» Aim of the exercise
Give the count of lines in the data that include "LipidLibrary", with no other words.

» Data to use
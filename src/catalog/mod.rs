//! Lipid library storage and precursor indexing.
//!
//! A library is a list of reference molecules, each one lipid species observed
//! as one adduct, kept sorted by theoretical precursor m/z. Libraries load
//! from delimited text (`name`, `m/z`, `adduct`) or from JSON, which can also
//! carry role-tagged reference spectra for fully specified species.
//!
//! ## Example
//!
//! ```rust,no_run
//! use lipid_solver::LipidLibrary;
//! use lipid_solver::catalog::index::{CandidateFinder, WindowSearch};
//! use std::path::Path;
//!
//! let library = LipidLibrary::load_from_file(Path::new("library.tsv")).unwrap();
//!
//! // Entries within 0.01 Da of a precursor
//! let finder = CandidateFinder::new(&library, WindowSearch::Exact);
//! for index in finder.find_candidates(760.585, 0.01) {
//!     println!("{}", library.entries()[index].name);
//! }
//!
//! // Export to JSON
//! let json = library.to_json().unwrap();
//! ```

pub mod index;
pub mod store;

» Answer for this exercise
2